As a teacher and an avid gamer I like to have my PUPILS be excited and in awe when teaching. This is not always possible but there are many tools out there to engage pupils in a variety of lessons, however video games are a great way to immerse children. Assassin's Creed is a game series that takes place in various historical periods, including the Renaissance, Victorian England and the time of the French Revolution. As someone with a strong history background, these games are wonderful in portraying the settings but the games are rated 18 (or M for Mature) and so using them in class has not been possible. However Ubisoft, the creators of Assassin's Creed, have released a Tour Mode for their latest game, Assassin's Creed Origins, which takes place in Ancient Egypt and as a result you can go on 75 'tours,' which show all the key sites but doesn't't involve any video-gamey narrative, killing or missions.

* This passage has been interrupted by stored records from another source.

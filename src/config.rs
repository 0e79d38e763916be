use envconfig::Envconfig;
use std::net::SocketAddr;
use std::time::Duration;

use crate::generation::{ApiKey, ProviderSettings};
use crate::usage_tracker::QuotaPolicy;

#[derive(Debug, Envconfig, Clone)]
pub struct Config {
    /// Server bind address
    #[envconfig(from = "BIND_ADDR", default = "127.0.0.1:8080")]
    pub bind_addr: SocketAddr,

    /// Generative-text endpoint; may be absent or an unresolved placeholder
    #[envconfig(from = "GEMINI_API_URL")]
    pub api_url: Option<String>,

    #[envconfig(from = "GEMINI_API_KEY")]
    pub api_key: Option<ApiKey>,

    /// Successful-or-attempted generations allowed per identifier per day
    #[envconfig(from = "MAX_CALLS_PER_DAY", default = "5")]
    pub max_calls_per_day: u32,

    /// Days a usage record is kept after its reset date
    #[envconfig(from = "USAGE_RETENTION_DAYS", default = "2")]
    pub usage_retention_days: u32,

    /// Usage cleanup interval in seconds
    #[envconfig(from = "CLEANUP_INTERVAL_SECS", default = "3600")]
    pub cleanup_interval_secs: u64,

    #[envconfig(from = "PROVIDER_TIMEOUT_SECS", default = "30")]
    pub provider_timeout_secs: u64,

    #[envconfig(from = "LOG_LEVEL", default = "info")]
    pub log_level: String,
}

impl Config {
    /// Load configuration from environment variables
    pub fn from_env() -> Result<Self, envconfig::Error> {
        Config::init_from_env()
    }

    pub fn quota_policy(&self) -> QuotaPolicy {
        QuotaPolicy {
            max_calls_per_day: self.max_calls_per_day,
            retention_days: self.usage_retention_days,
        }
    }

    pub fn provider_settings(&self) -> ProviderSettings {
        ProviderSettings::new(self.api_url.clone(), self.api_key.clone())
            .with_timeout(Duration::from_secs(self.provider_timeout_secs))
    }

    pub fn cleanup_interval(&self) -> Duration {
        Duration::from_secs(self.cleanup_interval_secs)
    }
}

impl Default for Config {
    fn default() -> Self {
        let policy = QuotaPolicy::default();
        Self {
            bind_addr: SocketAddr::from(([127, 0, 0, 1], 8080)),
            api_url: None,
            api_key: None,
            max_calls_per_day: policy.max_calls_per_day,
            usage_retention_days: policy.retention_days,
            cleanup_interval_secs: 3600,
            provider_timeout_secs: 30,
            log_level: "info".to_string(),
        }
    }
}

#[cfg(test)]
mod tests {
    use super::*;
    use std::collections::HashMap;

    #[test]
    fn test_defaults_from_empty_env() {
        let config = Config::init_from_hashmap(&HashMap::new()).unwrap();
        assert_eq!(config.bind_addr, "127.0.0.1:8080".parse().unwrap());
        assert_eq!(config.max_calls_per_day, 5);
        assert_eq!(config.usage_retention_days, 2);
        assert_eq!(config.cleanup_interval(), Duration::from_secs(3600));
        assert!(config.api_url.is_none());
        assert!(config.api_key.is_none());
    }

    #[test]
    fn test_overrides() {
        let env = HashMap::from([
            ("GEMINI_API_URL".to_string(), "https://example.test/generate".to_string()),
            ("GEMINI_API_KEY".to_string(), "abc123".to_string()),
            ("MAX_CALLS_PER_DAY".to_string(), "10".to_string()),
            ("PROVIDER_TIMEOUT_SECS".to_string(), "5".to_string()),
        ]);
        let config = Config::init_from_hashmap(&env).unwrap();

        assert_eq!(config.quota_policy().max_calls_per_day, 10);
        let settings = config.provider_settings();
        assert_eq!(settings.timeout, Duration::from_secs(5));
        assert_eq!(settings.api_key.as_ref().map(ApiKey::expose), Some("abc123"));
    }

    #[test]
    fn test_debug_does_not_print_key() {
        let config = Config {
            api_key: Some(ApiKey::new("super-secret")),
            ..Config::default()
        };
        assert!(!format!("{config:?}").contains("super-secret"));
    }

    #[test]
    fn test_invalid_number_is_rejected() {
        let env = HashMap::from([("MAX_CALLS_PER_DAY".to_string(), "lots".to_string())]);
        assert!(Config::init_from_hashmap(&env).is_err());
    }
}
use serde::{Deserialize, Serialize};
use std::sync::Arc;
use std::time::{SystemTime, UNIX_EPOCH};
use tokio::sync::RwLock;

/// How a generation request ended.
#[derive(Debug, Clone, Copy, PartialEq, Eq)]
pub enum Outcome {
    Generated,
    Throttled,
    Rejected,
    Failed,
}

#[derive(Debug, Clone, Serialize, Deserialize, PartialEq, Eq)]
pub struct ReplyMetrics {
    pub total_requests: u64,
    pub generated: u64,
    pub throttled: u64,
    pub rejected: u64,
    pub failed: u64,
    pub since: u64,
}

impl Default for ReplyMetrics {
    fn default() -> Self {
        Self {
            total_requests: 0,
            generated: 0,
            throttled: 0,
            rejected: 0,
            failed: 0,
            since: SystemTime::now()
                .duration_since(UNIX_EPOCH)
                .unwrap_or_default()
                .as_secs(),
        }
    }
}

/// Process-wide counters for generation outcomes.
#[derive(Debug, Clone, Default)]
pub struct MetricsCollector {
    metrics: Arc<RwLock<ReplyMetrics>>,
}

impl MetricsCollector {
    pub fn new() -> Self {
        Self::default()
    }

    pub async fn record(&self, outcome: Outcome) {
        let mut metrics = self.metrics.write().await;
        metrics.total_requests += 1;
        match outcome {
            Outcome::Generated => metrics.generated += 1,
            Outcome::Throttled => metrics.throttled += 1,
            Outcome::Rejected => metrics.rejected += 1,
            Outcome::Failed => metrics.failed += 1,
        }
    }

    pub async fn snapshot(&self) -> ReplyMetrics {
        self.metrics.read().await.clone()
    }
}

The possibilities of this kind of mode, either as part of future Assassin's Creed games or even as its own entity, could be great a educational tool AND fun. If Ubisoft apply it to future games that would be great but also if they could go back to previous locations from past Assassin's Creed games, remaster them and give them this treatment in a new Discovery Tour package then that would be wonderful. Imagine getting to explore the original Assassin's Creed's Crusade era Jerusalem, the Age of Piracy from Assassin's Creed IV: Black Flag or the sprawling worlds of Unity's French Revolution and Syndicate's Victorian London.
The game is rated a T for Teen and so couldn't be used in primary schools but might be useful to engage and excite pupils in secondary school. I haven't purchased the game yet but hope to very soon, once I've worked through my gaming 'pile of shame.'
The Tour Mode is available as a free download for people who have the game or as a stand alone package for PCs at the price of £20.